**Work to complete**
Return only the stretch of the material below that begins with the line containing "with traced samples" and ends with the line containing "to each vertex", exactly; both of those lines belong to it.

**Records supplied**
------

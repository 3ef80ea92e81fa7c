//! Pairing canonical dome vertices with traced samples
//!
//! For every canonical vertex the traced sample whose dome hit lies closest
//! is chosen. The scan is a plain linear pass; on an exact distance tie the
//! sample seen first wins, which keeps output files reproducible run to run.

use nalgebra::Vector3;
use tracing::debug;

use crate::error::CalibrationError;
use crate::tracer::TraceResult;

/// A traced sample that reached the dome
#[derive(Debug, Clone, Copy, PartialEq)]
pub struct TracedPair {
    pub screen: Vector3<f64>,
    pub dome: Vector3<f64>,
    /// Position of the sample in the trace result
    pub sample: usize,
}

/// Parallel lists, one entry per canonical vertex, in canonical order
#[derive(Debug, Clone, Default)]
pub struct Correspondence {
    /// The canonical dome vertices
    pub texture_coords: Vec<Vector3<f64>>,
    /// Screen coordinate of the sample matched to each vertex
    pub screen_points: Vec<Vector3<f64>>,
    /// Trace-result position of the matched sample
    pub matched_samples: Vec<usize>,
    /// Distance between each vertex and its matched dome hit
    pub distances: Vec<f64>,
}

impl Correspondence {
    pub fn len(&self) -> usize {
        self.texture_coords.len()
    }

    pub fn max_distance(&self) -> f64 {
        self.distances.iter().copied().fold(0.0, f64::max)
    }
}

/// Samples that hit the dome, in generation order
pub fn hit_pairs(trace: &TraceResult) -> Vec<TracedPair> {
    trace
        .samples()
        .iter()
        .enumerate()
        .filter_map(|(i, s)| {
            s.dome.map(|dome| TracedPair {
                screen: s.screen,
                dome,
                sample: i,
            })
        })
        .collect()
}

/// Index of the pair whose dome hit is nearest to `target`, first one on ties
pub fn nearest_pair(target: &Vector3<f64>, pairs: &[TracedPair]) -> Option<(usize, f64)> {
    let mut best: Option<(usize, f64)> = None;
    for (i, pair) in pairs.iter().enumerate() {
        let d2 = (pair.dome - target).norm_squared();
        match best {
            Some((_, best_d2)) if d2 >= best_d2 => {}
            _ => best = Some((i, d2)),
        }
    }
    best.map(|(i, d2)| (i, d2.sqrt()))
}

/// Match every canonical vertex to its nearest traced dome hit
pub fn build_correspondence(
    canonical: &[Vector3<f64>],
    pairs: &[TracedPair],
) -> Result<Correspondence, CalibrationError> {
    if pairs.is_empty() {
        return Err(CalibrationError::NoDomeHits);
    }

    let mut out = Correspondence {
        texture_coords: Vec::with_capacity(canonical.len()),
        screen_points: Vec::with_capacity(canonical.len()),
        matched_samples: Vec::with_capacity(canonical.len()),
        distances: Vec::with_capacity(canonical.len()),
    };

    for vertex in canonical {
        let (i, distance) = nearest_pair(vertex, pairs).ok_or(CalibrationError::NoDomeHits)?;
        let pair = &pairs[i];
        out.texture_coords.push(*vertex);
        out.screen_points.push(pair.screen);
        out.matched_samples.push(pair.sample);
        out.distances.push(distance);
    }

    debug!(
        "Matched {} dome vertices against {} hits (worst match {:.4})",
        out.len(),
        pairs.len(),
        out.max_distance()
    );
    Ok(out)
}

------

**Result for this exercise**
//! Pairing canonical dome vertices with traced samples
//!
//! For every canonical vertex the traced sample whose dome hit lies closest
//! is chosen. The scan is a plain linear pass; on an exact distance tie the
//! sample seen first wins, which keeps output files reproducible run to run.

use nalgebra::Vector3;
use tracing::debug;

use crate::error::CalibrationError;
use crate::tracer::TraceResult;

/// A traced sample that reached the dome
#[derive(Debug, Clone, Copy, PartialEq)]
pub struct TracedPair {
    pub screen: Vector3<f64>,
    pub dome: Vector3<f64>,
    /// Position of the sample in the trace result
    pub sample: usize,
}

/// Parallel lists, one entry per canonical vertex, in canonical order
#[derive(Debug, Clone, Default)]
pub struct Correspondence {
    /// The canonical dome vertices
    pub texture_coords: Vec<Vector3<f64>>,
    /// Screen coordinate of the sample matched to each vertex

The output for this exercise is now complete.